Among the records below, find each line that includes the string "PayloadQuality" and copy it.

* [MATERIAL FOR THE TASK]:
- Opening Delimiter -

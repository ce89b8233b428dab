use extendo_core_models::{ConversationEvent, ConversationPayload};
use serde_json::Value;

const GENERIC_TITLES: [&str; 4] = ["New chat", "Google Gemini", "Gemini Conversation", "Chats"];

#[derive(Clone, Debug, PartialEq, Eq)]
pub struct PayloadQuality {
    pub has_user_prompt: bool,
    pub has_assistant_text: bool,
    /// Informational only, never blocks persistence.
    pub generic_title: bool,
    pub title: String,
    pub ready_for_persist: bool,
}

pub fn evaluate_quality(payload: &ConversationPayload) -> PayloadQuality {
    let title = payload
        .get("title")
        .and_then(Value::as_str)
        .map(str::trim)
        .unwrap_or_default()
        .to_string();

    let mut has_user_prompt = false;
    let mut has_assistant_text = false;
    if let Some(Value::Object(mapping)) = payload.get("mapping") {
        for node in mapping.values() {
            if node_text(node).is_empty() {
                continue;
            }
            match node_role(node) {
                Some("user") => has_user_prompt = true,
                Some("assistant") => has_assistant_text = true,
                _ => {}
            }
            if has_user_prompt && has_assistant_text {
                break;
            }
        }
    }

    PayloadQuality {
        has_user_prompt,
        has_assistant_text,
        generic_title: title.is_empty() || GENERIC_TITLES.contains(&title.as_str()),
        title,
        ready_for_persist: has_user_prompt && has_assistant_text,
    }
}

/// Absent capture metadata is trusted; explicit metadata must claim a complete
/// high-fidelity capture from the canonical API.
pub fn is_canonical_capture_meta(event: &ConversationEvent) -> bool {
    event
        .capture_meta
        .as_ref()
        .map_or(true, |meta| meta.is_canonical())
}

fn node_role(node: &Value) -> Option<&str> {
    node.pointer("/message/author/role").and_then(Value::as_str)
}

fn node_text(node: &Value) -> String {
    let Some(content) = node.pointer("/message/content").filter(|c| c.is_object()) else {
        return String::new();
    };

    if let Some(Value::Array(parts)) = content.get("parts") {
        let joined = parts
            .iter()
            .filter_map(Value::as_str)
            .collect::<Vec<_>>()
            .join("\n");
        let joined = joined.trim();
        if !joined.is_empty() {
            return joined.to_string();
        }
    }

    content
        .get("content")
        .and_then(Value::as_str)
        .map(|text| text.trim().to_string())
        .unwrap_or_default()
}

#[cfg(test)]
mod tests {
    use super::*;
    use extendo_core_models::{CaptureMeta, Completeness, ConversationEventType, Fidelity};
    use serde_json::json;

    fn payload(value: Value) -> ConversationPayload {
        value.as_object().cloned().expect("object payload")
    }

    fn turn(role: &str, parts: Value) -> Value {
        json!({"message": {"author": {"role": role}, "content": {"parts": parts}}})
    }

    #[test]
    fn needs_user_and_assistant_turns() {
        let ready = evaluate_quality(&payload(json!({
            "title": "Tafsir notes",
            "mapping": {
                "root": {"message": null},
                "u": turn("user", json!(["What is this?"])),
                "a": turn("assistant", json!(["An answer", 7])),
            }
        })));
        assert!(ready.ready_for_persist);
        assert!(!ready.generic_title);
        assert_eq!(ready.title, "Tafsir notes");

        let user_only = evaluate_quality(&payload(json!({
            "title": "x",
            "mapping": {"u": turn("user", json!(["hi"])), "a": turn("assistant", json!(["   "]))}
        })));
        assert!(user_only.has_user_prompt);
        assert!(!user_only.has_assistant_text);
        assert!(!user_only.ready_for_persist);
    }

    #[test]
    fn falls_back_to_flat_content() {
        let quality = evaluate_quality(&payload(json!({
            "mapping": {
                "u": {"message": {"author": {"role": "user"}, "content": {"content": "prompt"}}},
                "a": {"message": {"author": {"role": "assistant"}, "content": {"parts": [], "content": "reply"}}},
            }
        })));
        assert!(quality.ready_for_persist);
        assert!(quality.generic_title);
        assert_eq!(quality.title, "");
    }

    #[test]
    fn generic_titles_are_flagged_but_not_blocking() {
        let quality = evaluate_quality(&payload(json!({
            "title": " New chat ",
            "mapping": {"u": turn("user", json!(["q"])), "a": turn("assistant", json!(["a"]))}
        })));
        assert!(quality.generic_title);
        assert!(quality.ready_for_persist);
    }

    #[test]
    fn missing_mapping_is_not_ready() {
        let quality = evaluate_quality(&payload(json!({"title": "t", "mapping": "nope"})));
        assert!(!quality.ready_for_persist);
    }

    #[test]
    fn capture_meta_must_be_absent_or_canonical() {
        let mut event = ConversationEvent {
            api: "blackiya.events.v1".into(),
            event_type: ConversationEventType::Ready,
            event_id: "e".into(),
            conversation_id: "c".into(),
            payload: ConversationPayload::new(),
            capture_meta: None,
            content_hash: None,
        };
        assert!(is_canonical_capture_meta(&event));

        event.capture_meta = Some(CaptureMeta::canonical());
        assert!(is_canonical_capture_meta(&event));

        let mut degraded = CaptureMeta::canonical();
        degraded.fidelity = Some(Fidelity::Degraded);
        event.capture_meta = Some(degraded);
        assert!(!is_canonical_capture_meta(&event));

        event.capture_meta = Some(CaptureMeta {
            completeness: Some(Completeness::Complete),
            ..CaptureMeta::default()
        });
        assert!(!is_canonical_capture_meta(&event));
    }
}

- Closing Delimiter -

* [REPLY TO THE TASK]:
pub struct PayloadQuality {
pub fn evaluate_quality(payload: &ConversationPayload) -> PayloadQuality {
    PayloadQuality {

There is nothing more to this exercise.